Some experts believe the current death toll from COVID-19 could potentially be vastly underestimated, due to inconsistent reporting by states and localities, and the exclusion of excess deaths, a measure of the number of lives lost beyond what would be expected if the pandemic had not occurred.
“This pandemic is clearly not over”
At the start of the pandemic, even the highest death toll projections seemed unimaginable.
Studies have found the virus to be present in the United States, potentially as early as December 2019, although widespread transmission likely did not occur until late February 2020, experts say.
The death toll from COVID-19 is now eight times what former President Donald Trump once said at the start of the pandemic.
âThe minimum number was 100,000 lives, and I think we will be significantly below that numberâ¦ So we’ll see what that ends up being, but it looks like we’re heading towards a number well below 100,000,â Trump said in April 2020.

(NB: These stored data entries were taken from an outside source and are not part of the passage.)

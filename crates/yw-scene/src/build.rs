use std::collections::HashSet;
use std::path::Path;

use log::{info, warn};
use yw_core::{Camera, Entity, EntityId, Motion, Mover, Process, Roi, Scene};

use crate::definitions::Definitions;
use crate::error::{SceneError, SceneResult};
use crate::layout::{Categorized, Cell, Layout};

/// Check that every type the layout uses has a definition.
pub fn check_coverage(layout: &Layout, defs: &Definitions) -> SceneResult<()> {
    let cats = layout.categorize();
    for cell in &cats.processes {
        if !defs.processes.contains_key(cell.label()) {
            return Err(SceneError::UndefinedProcess {
                label: cell.label().to_string(),
            });
        }
    }
    for cell in &cats.movers {
        if !defs.movers.contains_key(cell.label()) {
            return Err(SceneError::UndefinedMover {
                label: cell.label().to_string(),
            });
        }
    }
    Ok(())
}

/// Turn a checked layout and its definitions into a runnable scene.
///
/// Processes come first, then cameras, ROIs, and finally movers, which
/// start at the center of their source process.
pub fn build_scene(layout: &Layout, defs: &Definitions) -> SceneResult<Scene> {
    layout.check()?;
    check_coverage(layout, defs)?;

    let cats = layout.categorize();
    let mut scene = Scene::new(layout.width, layout.height);

    for cell in &cats.processes {
        let label = cell.label();
        let def = defs
            .processes
            .get(label)
            .ok_or_else(|| SceneError::UndefinedProcess {
                label: label.to_string(),
            })?;
        scene.add_process(Process::new(
            cell.id.as_str(),
            label,
            geometry(cell)?,
            def.time,
            def.input.clone(),
            def.output.clone(),
        ))?;
    }

    for cell in &cats.cameras {
        scene.add_camera(Camera::new(cell.id.as_str(), cell.sensor_label(), geometry(cell)?))?;
    }

    for cell in &cats.rois {
        let parent = EntityId::new(cell.parent.clone().unwrap_or_default());
        let camera = scene
            .camera(&parent)
            .ok_or_else(|| SceneError::RoiOutsideCamera {
                id: cell.id.clone(),
            })?;
        let roi = Roi::new(cell.id.as_str(), cell.sensor_label(), camera, geometry(cell)?);
        scene.add_roi(roi)?;
    }

    for cell in &cats.movers {
        let label = cell.label();
        let def = defs
            .movers
            .get(label)
            .ok_or_else(|| SceneError::UndefinedMover {
                label: label.to_string(),
            })?;
        let source = EntityId::new(cell.source.clone().unwrap_or_default());
        let target = EntityId::new(cell.target.clone().unwrap_or_default());
        let origin = scene
            .process(&source)
            .map(|p| p.center())
            .unwrap_or_default();
        scene.add_mover(Mover::new(
            cell.id.as_str(),
            label,
            origin,
            source,
            target,
            def.capacity,
            Motion::new(def.movement, def.speed),
        ))?;
    }

    warn_unsupplied(&cats, defs);
    info!(
        "built scene {}x{}: {} processes, {} movers, {} cameras, {} rois",
        scene.width(),
        scene.height(),
        scene.processes().len(),
        scene.movers().len(),
        scene.cameras().len(),
        scene.rois().len()
    );
    Ok(scene)
}

/// Load, check, and build a scene from a layout file and a definitions file.
pub fn load_scene(layout: &Path, definitions: &Path) -> SceneResult<Scene> {
    let layout = Layout::load(layout)?;
    let defs = Definitions::load(definitions)?;
    build_scene(&layout, &defs)
}

fn geometry(cell: &Cell) -> SceneResult<yw_core::Rect> {
    cell.rect().ok_or_else(|| SceneError::MissingGeometry {
        id: cell.id.clone(),
    })
}

/// A process that needs inputs but that no mover delivers to will never run.
fn warn_unsupplied(cats: &Categorized<'_>, defs: &Definitions) {
    let supplied: HashSet<&str> = cats
        .movers
        .iter()
        .filter_map(|m| m.target.as_deref())
        .collect();
    for cell in &cats.processes {
        let needs_input = defs
            .processes
            .get(cell.label())
            .is_some_and(|def| !def.input.is_empty());
        if needs_input && !supplied.contains(cell.id.as_str()) {
            warn!(
                "process {} ({}) needs inputs but no mover delivers to it",
                cell.id,
                cell.label()
            );
        }
    }
}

Forecasts predict that as the United States faces yet another winter viral resurgence, it is possible that thousands more lives will be lost before the end of 2021.
Experts say a confluence of factors, such as vaccine reluctance, cold, relaxed restrictions, the highly transmissible delta variant, and the impact of declining vaccine immunity over time have all contributed to the increase in the death toll.
âThis pandemic is clearly not over,â UMass Memorial Health Care president and CEO Dr. Eric Dickson told ABC News. “It really is the most difficult time in this whole pandemic right now for some of us.”
Although 60% of Americans are currently fully vaccinated against COVID-19, according to the Centers for Disease Control and Prevention, 95 million Americans are still unvaccinated and therefore are at risk of infection, serious illness and death. .
Now, with new concerns about the omicron variant, health experts are urging Americans to get boosted ASAP. According to the CDC, about 50 million people – 25% of Americans who are fully vaccinated – have received an additional dose of the vaccine.
According to federal data compiled in September 2021, unvaccinated individuals were 5.8 times more likely to test positive for COVID-19 and 14 times more likely to die from it.
Although the mask is mandatory on all forms of public transport across the country, restrictions related to COVID-19 have become rare, with few jurisdictions now requiring face coverings or social distancing.
“Vaccine resistance coupled with a rapid return to normal life has come at the cost of a tragic loss of life,” Brownstein said.
The remainder of the upcoming winter break also continues to be a major concern for experts, after many communities saw an increase in cases and hospitalizations after Thanksgiving.
âAlthough so many have done their part, we still have tens of millions of eligible people who have yet to recognize the enormous loss of life that can be avoided through the benefits of immunization. This division means that our devastating march towards a million lives lost becomes even more certain, âsaid Brownstein.